聞こえないけど、何か話しているみたい。
「お兄ちゃん、本当に友達なの?彼女なんじゃないのぉ?
僕、お邪魔虫にはなりたくないよ〜。」
「ち、違うって!昨日、ここの神社で知り合ったばっかりだって。」
「昨日、知り合ったばっかりなのにドライブに誘ったの?
お兄ちゃん、やる〜。
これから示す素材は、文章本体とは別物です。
use std::path::Path;

use restock_core::{analyze_sales, SalesRecord};
use serde_json::Value;

use crate::commands::{read_json_file, CommandResult, EXIT_INVALID};

const COMMAND: &str = "analyze";

/// Accepts `{ "salesData": [...] }` or a bare array of sales records.
pub fn run(input: &Path) -> CommandResult {
    let document = match read_json_file(input) {
        Ok(document) => document,
        Err(message) => return CommandResult::failure(COMMAND, "input", message, EXIT_INVALID),
    };

    let records = match sales_records(document) {
        Ok(records) => records,
        Err(message) => return CommandResult::failure(COMMAND, "input", message, EXIT_INVALID),
    };

    match analyze_sales(&records) {
        Ok(analysis) => {
            let message = format!(
                "analyzed {} records: {} units sold, trend {}",
                records.len(),
                analysis.total_sold,
                analysis.sales_trend
            );
            CommandResult::success_with_data(COMMAND, message, serde_json::to_value(&analysis).ok())
        }
        Err(error) => {
            CommandResult::failure(COMMAND, "invalid_request", error.to_string(), EXIT_INVALID)
        }
    }
}

fn sales_records(document: Value) -> Result<Vec<SalesRecord>, String> {
    let records = match document {
        Value::Array(items) => Value::Array(items),
        Value::Object(mut object) => object.remove("salesData").unwrap_or(Value::Array(Vec::new())),
        _ => return Err("expected a JSON array or an object with `salesData`".to_string()),
    };

    serde_json::from_value(records).map_err(|error| format!("invalid sales records: {error}"))
}
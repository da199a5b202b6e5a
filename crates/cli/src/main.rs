use std::process::ExitCode;

fn main() -> ExitCode {
    restock_cli::run()
}
//! Deterministic half of the stock suggestion pipeline: sales-record domain
//! types, the sales analyzer, the pipeline state machine, the error taxonomy
//! and configuration loading. Nothing here performs I/O apart from reading
//! the config file.

pub mod analysis;
pub mod config;
pub mod domain;
pub mod errors;
pub mod flows;

pub use analysis::{analyze_sales, SalesAnalyzer};
pub use domain::sales::{AnalysisResult, SalesRecord, SalesTrend};
pub use domain::suggestion::{StockSuggestion, StockSuggestionRequest, StockSuggestionResponse};
pub use errors::{DateParseError, InterfaceError, SuggestionError};
pub use flows::{FlowTrace, SuggestionEvent, SuggestionFlow, SuggestionState};
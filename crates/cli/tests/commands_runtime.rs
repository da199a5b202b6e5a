use std::env;
use std::fs;
use std::path::{Path, PathBuf};
use std::sync::atomic::{AtomicUsize, Ordering};
use std::sync::{Arc, Mutex, OnceLock};
use std::time::Duration;

use async_trait::async_trait;
use restock_agent::reasoning::{ReasoningContext, ReasoningEngine, ReasoningError, ReasoningOutput};
use restock_agent::SuggestionOrchestrator;
use restock_cli::commands::{analyze, config, doctor, suggest};
use serde_json::{json, Value};
use tempfile::TempDir;

struct CannedEngine {
    reply: Value,
    calls: AtomicUsize,
}

#[async_trait]
impl ReasoningEngine for CannedEngine {
    async fn generate(
        &self,
        _context: &ReasoningContext,
    ) -> Result<ReasoningOutput, ReasoningError> {
        self.calls.fetch_add(1, Ordering::SeqCst);
        ReasoningOutput::from_json(self.reply.clone())
            .map_err(|error| ReasoningError::MalformedOutput(error.to_string()))
    }
}

fn canned(reply: Value) -> (Arc<CannedEngine>, SuggestionOrchestrator) {
    let engine = Arc::new(CannedEngine { reply, calls: AtomicUsize::new(0) });
    let orchestrator = SuggestionOrchestrator::new(engine.clone(), Duration::from_secs(1));
    (engine, orchestrator)
}

#[test]
fn analyze_reports_statistics_for_wrapped_records() {
    let dir = TempDir::new().expect("temp dir");
    let input = write_json(
        dir.path(),
        "sales.json",
        &json!({
            "salesData": [
                {"orderDate": "2024-01-01", "quantity": 5},
                {"orderDate": "2024-01-02", "quantity": 5},
                {"orderDate": "2024-01-03", "quantity": 8},
                {"orderDate": "2024-01-04", "quantity": 8}
            ]
        }),
    );

    let result = analyze::run(&input);
    assert_eq!(result.exit_code, 0, "expected successful analysis");

    let payload = parse_payload(&result.output);
    assert_eq!(payload["command"], "analyze");
    assert_eq!(payload["status"], "ok");
    assert_eq!(payload["data"]["totalSold"], 26);
    assert_eq!(payload["data"]["salesTrend"], "increasing");
    assert_eq!(payload["data"]["peakDays"][0], "03 Jan: 8 units");
}

#[test]
fn analyze_rejects_unparseable_dates() {
    let dir = TempDir::new().expect("temp dir");
    let input = write_json(
        dir.path(),
        "sales.json",
        &json!([{"orderDate": "not-a-date", "quantity": 1}]),
    );

    let result = analyze::run(&input);
    assert_eq!(result.exit_code, 2, "expected validation failure code");

    let payload = parse_payload(&result.output);
    assert_eq!(payload["status"], "error");
    assert_eq!(payload["error_class"], "invalid_request");
}

#[test]
fn analyze_reports_missing_input_file() {
    let dir = TempDir::new().expect("temp dir");
    let result = analyze::run(&dir.path().join("missing.json"));

    assert_eq!(result.exit_code, 2);
    assert_eq!(parse_payload(&result.output)["error_class"], "input");
}

#[test]
fn suggest_returns_validated_response() {
    let dir = TempDir::new().expect("temp dir");
    let input = write_json(dir.path(), "request.json", &request_json(json!([
        {"orderDate": "2024-03-01", "quantity": 4},
        {"orderDate": "2024-03-02", "quantity": 6}
    ])));
    let (engine, orchestrator) = canned(json!({
        "suggestion": {"nextPeriodStock": 150, "safetyStock": 38},
        "reasoning": "Five units a day on average."
    }));

    let result = suggest::run_with(&orchestrator, &input);
    assert_eq!(result.exit_code, 0, "expected successful suggestion");

    let payload = parse_payload(&result.output);
    assert_eq!(payload["command"], "suggest");
    assert_eq!(payload["message"], "Five units a day on average.");
    assert_eq!(payload["data"]["suggestion"]["nextPeriodStock"], 150);
    assert_eq!(payload["data"]["analysis"]["totalSold"], 10);
    assert_eq!(engine.calls.load(Ordering::SeqCst), 1);
}

#[test]
fn suggest_with_empty_sales_exits_with_no_data_code() {
    let dir = TempDir::new().expect("temp dir");
    let input = write_json(dir.path(), "request.json", &request_json(json!([])));
    let (engine, orchestrator) = canned(json!({}));

    let result = suggest::run_with(&orchestrator, &input);

    assert_eq!(result.exit_code, 3);
    assert_eq!(parse_payload(&result.output)["error_class"], "no_sales_data_available");
    assert_eq!(engine.calls.load(Ordering::SeqCst), 0);
}

#[test]
fn suggest_with_schema_violation_exits_with_engine_code() {
    let dir = TempDir::new().expect("temp dir");
    let input = write_json(
        dir.path(),
        "request.json",
        &request_json(json!([{"orderDate": "2024-03-01", "quantity": 4}])),
    );
    let (_engine, orchestrator) = canned(json!({
        "suggestion": {"nextPeriodStock": 10, "safetyStock": -1},
        "reasoning": "Negative buffer."
    }));

    let result = suggest::run_with(&orchestrator, &input);

    assert_eq!(result.exit_code, 4);
    assert_eq!(parse_payload(&result.output)["error_class"], "schema_validation_error");
}

#[test]
fn suggest_fails_config_validation_for_hosted_provider_without_key() {
    with_env(&[("RESTOCK_LLM_PROVIDER", "openai")], || {
        let dir = TempDir::new().expect("temp dir");
        let input = write_json(dir.path(), "request.json", &request_json(json!([])));

        let result = suggest::run(&input, None);

        assert_eq!(result.exit_code, 2, "expected config validation failure code");
        let payload = parse_payload(&result.output);
        assert_eq!(payload["error_class"], "config_validation");
        assert!(payload["message"].as_str().unwrap_or("").contains("llm.api_key"));
    });
}

#[test]
fn config_redacts_api_key_and_attributes_sources() {
    with_env(
        &[("RESTOCK_LLM_PROVIDER", "anthropic"), ("RESTOCK_LLM_API_KEY", "sk-ant-secret")],
        || {
            let dir = TempDir::new().expect("temp dir");
            let config_path = dir.path().join("restock.toml");
            fs::write(&config_path, "[llm]\nmodel = \"claude-test\"\n").expect("write config");

            let output = config::run(Some(&config_path));

            assert!(!output.contains("sk-ant-secret"), "api key must be redacted");
            assert!(output.contains("- llm.api_key = <redacted> (source: env (RESTOCK_LLM_API_KEY))"));
            assert!(output.contains("- llm.provider = anthropic (source: env (RESTOCK_LLM_PROVIDER))"));
            assert!(output.contains("- llm.model = claude-test (source: file ("));
            assert!(output.contains("- server.port = 8080 (source: default)"));
        },
    );
}

#[test]
fn doctor_passes_with_default_config() {
    with_env(&[], || {
        let result = doctor::run(true, None);
        assert_eq!(result.exit_code, 0, "expected passing doctor report");

        let payload = parse_payload(&result.output);
        assert_eq!(payload["overall_status"], "pass");
        assert_eq!(payload["checks"][1]["name"], "reasoning_engine_setup");
    });
}

#[test]
fn doctor_flags_reasoning_bound_shorter_than_http_timeout() {
    with_env(
        &[("RESTOCK_SUGGESTION_REASONING_TIMEOUT_SECS", "5"), ("RESTOCK_LLM_TIMEOUT_SECS", "20")],
        || {
            let result = doctor::run(false, None);

            assert_eq!(result.exit_code, 2);
            assert!(result.output.contains("- [fail] reasoning_timeout_budget"));
        },
    );
}

#[test]
fn doctor_skips_dependent_checks_when_config_fails() {
    with_env(&[("RESTOCK_SERVER_PORT", "eighty")], || {
        let result = doctor::run(true, None);

        assert_eq!(result.exit_code, 2);
        let payload = parse_payload(&result.output);
        assert_eq!(payload["checks"][0]["status"], "fail");
        assert_eq!(payload["checks"][1]["status"], "skipped");
    });
}

fn request_json(sales_data: Value) -> Value {
    json!({
        "productName": "Oak Shelf",
        "currentStock": 3,
        "salesData": sales_data,
        "analysisPeriod": "14 days"
    })
}

fn write_json(dir: &Path, name: &str, value: &Value) -> PathBuf {
    let path = dir.join(name);
    fs::write(&path, value.to_string()).expect("write json fixture");
    path
}

fn parse_payload(output: &str) -> Value {
    serde_json::from_str(output).expect("command output should be JSON")
}

fn with_env(vars: &[(&str, &str)], test_fn: impl FnOnce()) {
    static ENV_LOCK: OnceLock<Mutex<()>> = OnceLock::new();
    let _guard =
        ENV_LOCK.get_or_init(|| Mutex::new(())).lock().expect("env mutex should not be poisoned");

    let keys = [
        "RESTOCK_LLM_PROVIDER",
        "RESTOCK_LLM_API_KEY",
        "RESTOCK_LLM_BASE_URL",
        "RESTOCK_LLM_MODEL",
        "RESTOCK_LLM_TIMEOUT_SECS",
        "RESTOCK_LLM_TEMPERATURE",
        "RESTOCK_LLM_MAX_TOKENS",
        "RESTOCK_SUGGESTION_REASONING_TIMEOUT_SECS",
        "RESTOCK_SUGGESTION_HORIZON_DAYS",
        "RESTOCK_SERVER_BIND_ADDRESS",
        "RESTOCK_SERVER_PORT",
        "RESTOCK_LOGGING_LEVEL",
        "RESTOCK_LOGGING_FORMAT",
        "RESTOCK_LOG_LEVEL",
        "RESTOCK_LOG_FORMAT",
    ];

    let previous_values: Vec<(&str, Option<String>)> =
        keys.iter().map(|key| (*key, env::var(key).ok())).collect();

    for key in &keys {
        env::remove_var(key);
    }
    for (key, value) in vars {
        env::set_var(key, value);
    }

    test_fn();

    for (key, value) in previous_values {
        if let Some(value) = value {
            env::set_var(key, value);
        } else {
            env::remove_var(key);
        }
    }
}
use serde::{Deserialize, Serialize};

/// One line-item's quantity sold on a given date, as supplied by the order source.
///
/// `order_date` is kept verbatim; the analyzer parses it so that malformed
/// dates surface as a typed failure instead of a silent default.
#[derive(Clone, Debug, PartialEq, Eq, Serialize, Deserialize)]
#[serde(rename_all = "camelCase")]
pub struct SalesRecord {
    pub order_date: String,
    pub quantity: u32,
}

impl SalesRecord {
    pub fn new(order_date: impl Into<String>, quantity: u32) -> Self {
        Self { order_date: order_date.into(), quantity }
    }
}

#[derive(Clone, Copy, Debug, PartialEq, Eq, Hash, Serialize, Deserialize)]
#[serde(rename_all = "snake_case")]
pub enum SalesTrend {
    NoData,
    Stable,
    Increasing,
    Decreasing,
}

impl SalesTrend {
    pub fn as_str(&self) -> &'static str {
        match self {
            Self::NoData => "no_data",
            Self::Stable => "stable",
            Self::Increasing => "increasing",
            Self::Decreasing => "decreasing",
        }
    }

    pub fn is_stable(&self) -> bool {
        matches!(self, Self::Stable)
    }
}

impl std::fmt::Display for SalesTrend {
    fn fmt(&self, f: &mut std::fmt::Formatter<'_>) -> std::fmt::Result {
        f.write_str(self.as_str())
    }
}

#[derive(Clone, Debug, PartialEq, Serialize, Deserialize)]
#[serde(rename_all = "camelCase")]
pub struct AnalysisResult {
    pub total_sold: u64,
    pub sales_trend: SalesTrend,
    pub peak_days: Vec<String>,
    pub average_daily_sales: f64,
}

impl AnalysisResult {
    pub fn no_data() -> Self {
        Self {
            total_sold: 0,
            sales_trend: SalesTrend::NoData,
            peak_days: Vec::new(),
            average_daily_sales: 0.0,
        }
    }

    pub fn has_data(&self) -> bool {
        self.sales_trend != SalesTrend::NoData
    }
}

#[cfg(test)]
mod tests {
    use super::{AnalysisResult, SalesRecord, SalesTrend};

    #[test]
    fn sales_record_uses_camel_case_wire_names() {
        let record: SalesRecord =
            serde_json::from_str(r#"{"orderDate":"2026-01-05","quantity":4}"#).expect("decode");
        assert_eq!(record, SalesRecord::new("2026-01-05", 4));
    }

    #[test]
    fn negative_quantity_is_rejected_at_decode() {
        let result =
            serde_json::from_str::<SalesRecord>(r#"{"orderDate":"2026-01-05","quantity":-1}"#);
        assert!(result.is_err());
    }

    #[test]
    fn trend_serializes_as_snake_case() {
        let value = serde_json::to_value(SalesTrend::NoData).expect("encode");
        assert_eq!(value, "no_data");
        assert_eq!(SalesTrend::Decreasing.to_string(), "decreasing");
    }

    #[test]
    fn no_data_result_is_zeroed() {
        let result = AnalysisResult::no_data();
        assert_eq!(result.total_sold, 0);
        assert!(result.peak_days.is_empty());
        assert_eq!(result.average_daily_sales, 0.0);
        assert!(!result.has_data());

        let json = serde_json::to_value(&result).expect("encode");
        assert_eq!(json["salesTrend"], "no_data");
        assert_eq!(json["averageDailySales"], 0.0);
    }
}
use axum::{extract::State, http::StatusCode, Json};
use chrono::Utc;
use restock_agent::reasoning::EngineDescriptor;
use serde::Serialize;

use crate::routes::AppState;

#[derive(Clone, Debug, PartialEq, Eq, Serialize)]
pub struct HealthCheck {
    pub status: &'static str,
    pub detail: String,
}

#[derive(Clone, Debug, PartialEq, Eq, Serialize)]
#[serde(rename_all = "camelCase")]
pub struct ReasoningEngineHealth {
    pub provider: String,
    pub model: String,
    pub timeout_secs: u64,
}

#[derive(Clone, Debug, PartialEq, Eq, Serialize)]
#[serde(rename_all = "camelCase")]
pub struct HealthResponse {
    pub status: &'static str,
    pub service: HealthCheck,
    pub reasoning_engine: ReasoningEngineHealth,
    pub checked_at: String,
}

/// Liveness only: the reasoning engine is reported, never called, since a
/// probe would cost a model request.
pub async fn health(State(state): State<AppState>) -> (StatusCode, Json<HealthResponse>) {
    let EngineDescriptor { provider, model } = state.orchestrator.engine_descriptor();

    let payload = HealthResponse {
        status: "ready",
        service: HealthCheck {
            status: "ready",
            detail: "restock-server runtime initialized".to_string(),
        },
        reasoning_engine: ReasoningEngineHealth {
            provider,
            model,
            timeout_secs: state.orchestrator.reasoning_timeout().as_secs(),
        },
        checked_at: Utc::now().to_rfc3339(),
    };

    (StatusCode::OK, Json(payload))
}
もしかして狙ってるの?」
「ドライブじゃなく、花見だろ! 桜が、桜が好きだって言うから誘ったん・・・」
話している途中で私に気付いたらしく、なぜか蒼一朗さんは固まっている。
どうしたのかな?
「お兄ちゃん!しっかりしな! 可愛いからって、見惚れない!!お姉さん、困ってるよ!」
「(可愛いって?)あぁ、洋服? 出てくる前に母に捕まって着替えさせられたんだよ〜。何か勘違いしてるみたいで・・・。」
「(洋服じゃなくてお姉さんなんだけどなぁ・・・。)
とっても良くて似合ってますよ。」
「そう?ありがとう。えーと、蒼一朗さんの・・・弟くんだよね?」
しゃがんで、目線を合わせて言う。